Whereas if a stranger online tells me that I'm weak, lazy and pathetic, that's probably because it's true.

I agree with most of what you wrote above this, though I'm ignorant of if it is actually true if you look small, fat, or weak. But I'm not sure how you land on the conclusion that a stranger online telling you these things is an indication that these things are true. Strangers online are not known for their honesty, nor are they known for their great judgment. I think it's quite possible that they're telling you this because it's true, but I'm skeptical that it's probable. If a stranger online told you you were strong, conscientious, and great, would you also presume that it's probably because it's true?

No. They're just being nice. But there's no reason for someone to make a false criticism of me. But also I find the criticism of others fits better with my own negative self talk.

Reframing negative thoughts means detaching from the part of your self that generates these negatives thoughts. You won't end up "responding to all things with serene indifference" because what you are detaching from is your inner thoughts and not the outside world.

Nor is it about pathologizing negative thoughts. In fact, the primary thing that changes is that you start dealing with them head on:

  • Step 0: avoid activities in life because they cause you negative emotions (e.g. I won't go to the party because nobody wants to hang out with me) and instead numb yourself using drugs, alcohol, video games, social media etc. Since you didn't accomplice anything you now start to form this habit of generating negative thoughts that explain your behavior (e.g. nobody wants to be friends with me)
  • Step 1: become aware of this cognitive trap and try to instead suppress your negative thoughts (e.g. I will go to the party even knowing that this will make me anxious and panicky and I will try my best)
  • Step 2: cognitively reframe and realize that your negative thoughts are an ingrained habit that isn't useful for you and try to change it (e.g. I will go to the party because I am good enough that there will be some people to talk to and hang out with)

You'll still experience emotions and thoughts about things in the world. But now you will be in a better position to respond to them in the way that you want.

Watch this video: Why it's Actually Valuable to be Detached

I don't think this really rings true. Yes, relentless negative thoughts are unpleasant to deal with. But they don't cause me to avoid activities. I still regularly go the gym or go to work even if it feels terrible or if it's a tremendous effort.

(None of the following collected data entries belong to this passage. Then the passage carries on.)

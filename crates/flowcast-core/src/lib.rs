//! Flowcast Core Library
//!
//! Shared functionality for the Flowcast stream analytics engine:
//! - Domain models for streams, snapshots, and report parameters
//! - The [`StreamSource`] contract and its SQLite and in-memory implementations
//! - Dataset loading (JSON datasets and snapshot CSV)
//! - Engine configuration with an embedded default and file override
//! - The analytics engine: period comparison, trends, distribution,
//!   seasonality, forecasting, and Monte Carlo simulation

pub mod analytics;
pub mod config;
pub mod db;
pub mod error;
pub mod import;
pub mod models;
pub mod source;

/// Test utilities: fixture streams and scenario sources
#[cfg(any(test, feature = "test-utils"))]
pub mod test_utils;

pub use analytics::{AnalyticsEngine, CancelToken, MonteCarloParams, TrendParams};
pub use config::EngineConfig;
pub use db::{Database, StoreStats};
pub use error::{Error, Result};
pub use import::{Dataset, DatasetStream, LoadStats};
pub use source::{InMemorySource, StreamSource};
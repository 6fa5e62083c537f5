//! Injectable randomness for simulations

use std::time::{SystemTime, UNIX_EPOCH};

use rand::rngs::StdRng;
use rand::{Rng, SeedableRng};

/// Source of uniform draws; normals are derived with Box–Muller
pub trait RandomSource {
    /// Uniform draw in `[0, 1)`
    fn next_uniform(&mut self) -> f64;

    /// Standard normal draw
    ///
    /// `u1` is taken as `1 - uniform` so it lies in `(0, 1]` and the log is
    /// always finite.
    fn next_standard_normal(&mut self) -> f64 {
        let u1 = 1.0 - self.next_uniform();
        let u2 = self.next_uniform();
        (-2.0 * u1.ln()).sqrt() * (2.0 * std::f64::consts::PI * u2).sin()
    }
}

/// Seeded PRNG wrapper
///
/// The same seed always produces the same sequence.
pub struct SeededRandom {
    inner: StdRng,
    seed: u64,
}

impl SeededRandom {
    pub fn from_seed(seed: u64) -> Self {
        Self {
            inner: StdRng::seed_from_u64(seed),
            seed,
        }
    }

    /// Seed from the system clock
    pub fn from_clock() -> Self {
        let seed = SystemTime::now()
            .duration_since(UNIX_EPOCH)
            .map(|d| d.as_nanos() as u64)
            .unwrap_or(0);
        Self::from_seed(seed)
    }

    /// Seed used for initialisation
    pub fn seed(&self) -> u64 {
        self.seed
    }
}

impl RandomSource for SeededRandom {
    #[inline]
    fn next_uniform(&mut self) -> f64 {
        self.inner.gen::<f64>()
    }
}
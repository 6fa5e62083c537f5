//! Cooperative cancellation

use std::sync::atomic::{AtomicBool, Ordering};
use std::sync::Arc;

use crate::error::{Error, Result};

/// Shared cancellation flag
///
/// Clones observe the same flag. Long-running work calls [`CancelToken::check`]
/// at stage boundaries and bails out with `Error::Cancelled`.
#[derive(Debug, Clone, Default)]
pub struct CancelToken {
    cancelled: Arc<AtomicBool>,
}

impl CancelToken {
    pub fn new() -> Self {
        Self::default()
    }

    pub fn cancel(&self) {
        self.cancelled.store(true, Ordering::SeqCst);
    }

    pub fn is_cancelled(&self) -> bool {
        self.cancelled.load(Ordering::SeqCst)
    }

    /// Reset so the token can be reused
    pub fn reset(&self) {
        self.cancelled.store(false, Ordering::SeqCst);
    }

    pub fn check(&self) -> Result<()> {
        if self.is_cancelled() {
            Err(Error::Cancelled)
        } else {
            Ok(())
        }
    }
}
//! Stream listing handlers

use std::sync::Arc;

use axum::{
    extract::{Query, State},
    Json,
};

use flowcast_core::models::StreamSummary;

use super::{run_engine, FilterQuery};
use crate::{AppError, AppState};

/// GET /api/streams - List streams matching the filters
pub async fn list_streams(
    State(state): State<Arc<AppState>>,
    Query(filter): Query<FilterQuery>,
) -> Result<Json<Vec<StreamSummary>>, AppError> {
    let filter = filter.into_filter()?;

    let streams = run_engine(state, move |engine| {
        let db = engine.source();
        let providers = db.list_providers()?;
        Ok(db
            .list_streams()?
            .iter()
            .filter(|s| filter.matches(s))
            .map(|s| StreamSummary::from_stream(s, &providers))
            .collect::<Vec<_>>())
    })
    .await?;

    Ok(Json(streams))
}
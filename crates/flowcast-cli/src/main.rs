//! Flowcast CLI - Stream analytics and forecasting
//!
//! Usage:
//!   flowcast init                      Initialize database
//!   flowcast load --file data.json     Load streams and snapshots
//!   flowcast report trend --json       Run a report
//!   flowcast serve --port 3000         Start web server

mod cli;
mod commands;


use anyhow::Result;
use clap::Parser;
use tracing_subscriber::{fmt, prelude::*, EnvFilter};

use cli::*;
use flowcast_core::{MonteCarloParams, TrendParams};

#[tokio::main]
async fn main() -> Result<()> {
    let cli = Cli::parse();

    // Set up logging
    // Priority: RUST_LOG env var > --verbose flag > default (info)
    let filter = if std::env::var("RUST_LOG").is_ok() {
        EnvFilter::from_default_env()
    } else if cli.verbose {
        EnvFilter::new("debug")
    } else {
        EnvFilter::new("info")
    };

    tracing_subscriber::registry()
        .with(filter)
        .with(fmt::layer().with_target(false).compact())
        .init();

    let config = cli.config.as_deref();

    match cli.command {
        Commands::Init => commands::cmd_init(&cli.db),
        Commands::Load { file, replace } => {
            let db = commands::open_db(&cli.db)?;
            commands::cmd_load(&db, &file, replace)
        }
        Commands::Streams { filter, json } => {
            let db = commands::open_db(&cli.db)?;
            let filter = commands::resolve_filter(&db, &filter)?;
            commands::cmd_streams(&db, &filter, json)
        }
        Commands::Overview { json } => {
            let engine = commands::open_engine(&cli.db, config)?;
            commands::cmd_overview(&engine, json)
        }
        Commands::Serve {
            port,
            host,
            no_auth,
        } => commands::cmd_serve(&cli.db, config, &host, port, no_auth).await,
        Commands::Report { json, report_type } => {
            let engine = commands::open_engine(&cli.db, config)?;
            let db = engine.source();
            match report_type {
                ReportType::DailyRate { days, filter } => {
                    let filter = commands::resolve_filter(db, &filter)?;
                    commands::cmd_report_daily_rate(&engine, days, &filter, json)
                }
                ReportType::Compare {
                    comparison,
                    reference,
                    filter,
                } => {
                    let filter = commands::resolve_filter(db, &filter)?;
                    commands::cmd_report_compare(&engine, comparison, reference, &filter, json)
                }
                ReportType::Distribution {
                    group_by,
                    from,
                    to,
                    filter,
                } => {
                    let filter = commands::resolve_filter(db, &filter)?;
                    let range = commands::resolve_range(&engine, from.as_deref(), to.as_deref())?;
                    commands::cmd_report_distribution(&engine, group_by, range, &filter, json)
                }
                ReportType::Top {
                    limit,
                    from,
                    to,
                    direction,
                } => {
                    let range = commands::resolve_range(&engine, from.as_deref(), to.as_deref())?;
                    commands::cmd_report_top(&engine, limit, range, direction, json)
                }
                ReportType::Trend {
                    granularity,
                    periods,
                    breakdown,
                    filter,
                } => {
                    let mut params = TrendParams::new(granularity, periods);
                    params.filter = commands::resolve_filter(db, &filter)?;
                    params.breakdown = breakdown;
                    commands::cmd_report_trend(&engine, &params, json)
                }
                ReportType::Health { comparison, filter } => {
                    let filter = commands::resolve_filter(db, &filter)?;
                    commands::cmd_report_health(&engine, comparison, &filter, json)
                }
                ReportType::Seasonality { months, filter } => {
                    let filter = commands::resolve_filter(db, &filter)?;
                    commands::cmd_report_seasonality(&engine, months, &filter, json)
                }
                ReportType::Projection { months, filter } => {
                    let filter = commands::resolve_filter(db, &filter)?;
                    commands::cmd_report_projection(&engine, months, &filter, json)
                }
                ReportType::MonteCarlo {
                    simulations,
                    months,
                    goal,
                    seed,
                    filter,
                } => {
                    let params = MonteCarloParams {
                        simulations,
                        months_ahead: months,
                        goal,
                        seed,
                        filter: commands::resolve_filter(db, &filter)?,
                    };
                    commands::cmd_report_monte_carlo(&engine, &params, json)
                }
            }
        }
    }
}
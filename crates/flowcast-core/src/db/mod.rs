//! Local stream store with connection pooling and migrations
//!
//! This module is organized by domain:
//! - `providers` - Provider lookup and creation
//! - `streams` - Stream and snapshot writes, plus the [`StreamSource`] read path
//!
//! [`StreamSource`]: crate::source::StreamSource

use chrono::{DateTime, Utc};
use r2d2::{Pool, PooledConnection};
use r2d2_sqlite::SqliteConnectionManager;
use tracing::info;

use crate::error::Result;

mod providers;
mod streams;


pub use streams::StoreStats;

pub type DbPool = Pool<SqliteConnectionManager>;
pub type DbConn = PooledConnection<SqliteConnectionManager>;

/// Parse a SQLite datetime string into a DateTime<Utc>
pub(crate) fn parse_datetime(s: &str) -> DateTime<Utc> {
    // SQLite stores as "YYYY-MM-DD HH:MM:SS" format
    chrono::NaiveDateTime::parse_from_str(s, "%Y-%m-%d %H:%M:%S")
        .map(|dt| dt.and_utc())
        .unwrap_or_else(|_| Utc::now())
}

/// Database wrapper with connection pooling
#[derive(Clone)]
pub struct Database {
    pool: DbPool,
    /// Path to the database file
    db_path: String,
}

impl Database {
    /// Open (or create) a database file and run migrations
    pub fn new(path: &str) -> Result<Self> {
        let manager = SqliteConnectionManager::file(path).with_init(|conn| {
            conn.execute_batch("PRAGMA foreign_keys = ON;")?;
            Ok(())
        });
        let pool = Pool::builder().max_size(10).build(manager)?;

        let db = Self {
            pool,
            db_path: path.to_string(),
        };
        db.run_migrations()?;

        Ok(db)
    }

    /// Get the path to the database file
    pub fn path(&self) -> &str {
        &self.db_path
    }

    /// Create an isolated throwaway database (for testing)
    ///
    /// Note: Uses a temporary file rather than `:memory:` because every pooled
    /// connection to `:memory:` would see its own empty database.
    pub fn in_memory() -> Result<Self> {
        use std::sync::atomic::{AtomicU64, Ordering};
        static COUNTER: AtomicU64 = AtomicU64::new(0);

        let id = COUNTER.fetch_add(1, Ordering::SeqCst);
        let path = std::env::temp_dir().join(format!(
            "flowcast_test_{}_{}.db",
            std::process::id(),
            id
        ));

        // Remove any existing file
        let _ = std::fs::remove_file(&path);

        Self::new(&path.to_string_lossy())
    }

    /// Get a connection from the pool
    pub fn conn(&self) -> Result<DbConn> {
        Ok(self.pool.get()?)
    }

    /// Delete every snapshot and stream but keep providers
    pub fn clear_streams(&self) -> Result<()> {
        let conn = self.conn()?;
        conn.execute_batch(
            r#"
            DELETE FROM snapshots;
            DELETE FROM streams;
            "#,
        )?;

        info!("Cleared all streams and snapshots");
        Ok(())
    }

    /// Run database migrations
    fn run_migrations(&self) -> Result<()> {
        let conn = self.conn()?;

        conn.execute_batch(
            r#"
            -- WAL mode: readers don't block the loader
            PRAGMA journal_mode = WAL;
            PRAGMA synchronous = NORMAL;
            PRAGMA temp_store = MEMORY;

            -- Providers (display names for provider-keyed grouping)
            CREATE TABLE IF NOT EXISTS providers (
                id INTEGER PRIMARY KEY,
                name TEXT NOT NULL UNIQUE COLLATE NOCASE,
                created_at DATETIME DEFAULT CURRENT_TIMESTAMP
            );

            -- Streams (income sources and expense sinks)
            CREATE TABLE IF NOT EXISTS streams (
                id INTEGER PRIMARY KEY,
                provider_id INTEGER REFERENCES providers(id) ON DELETE SET NULL,
                name TEXT NOT NULL,
                category TEXT,
                direction TEXT NOT NULL CHECK (direction IN ('income', 'outcome')),
                is_fixed INTEGER NOT NULL DEFAULT 0,
                fixed_period TEXT,
                created_at DATETIME DEFAULT CURRENT_TIMESTAMP,
                UNIQUE (name, direction)
            );

            CREATE INDEX IF NOT EXISTS idx_streams_provider ON streams(provider_id);
            CREATE INDEX IF NOT EXISTS idx_streams_direction ON streams(direction);

            -- Snapshots (one per stream per day)
            CREATE TABLE IF NOT EXISTS snapshots (
                id INTEGER PRIMARY KEY,
                stream_id INTEGER NOT NULL REFERENCES streams(id) ON DELETE CASCADE,
                date DATE NOT NULL,
                amount REAL NOT NULL,
                currency TEXT NOT NULL DEFAULT 'USD',
                usd_amount REAL NOT NULL,
                exchange_rate REAL NOT NULL DEFAULT 1.0,
                rate_source TEXT,
                updated_at DATETIME DEFAULT CURRENT_TIMESTAMP,
                UNIQUE (stream_id, date)
            );

            CREATE INDEX IF NOT EXISTS idx_snapshots_date ON snapshots(date);
            "#,
        )?;

        info!(path = %self.db_path, "Database migrations complete");
        Ok(())
    }
}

As weak and counterintuitive as this sounds, I've found physical changes are the key for me. In particular, lots of exercise, exposure to sunlight, getting enough sleep. And when I say exercise I mean in particular weight training but also sweat-inducing cardio. I don't think about it too much but exercise tends to take me out of my own head, which for me is very much what is needed and is counter to the therapy idea where you reflect, dwell upon, or otherwise parse yourself to death. I believe in self-awareness, but I know too many self-absorbed people who constantly go on about wellness but are themselves nothing like I want to be.

Seconded, vigorous exercise is a far more effective antidepressant for me than any of the actual antidepressants I've been prescribed.

Feeling Good by David Burns can help with this and related things. The trick is to become more aware of your own self-criticism and identify when it is valid vs inaccurate.

For me, self love / recovery from bad self talk began with identifying whose voice those words reminded me of, and in what circumstances. The fourth step of the Twelve Steps is a valid therapeutic method for this; there are many variations on the worksheets, and the iOS/Android fourth step app (99¢ for maintenance/development) is a great interactive tool.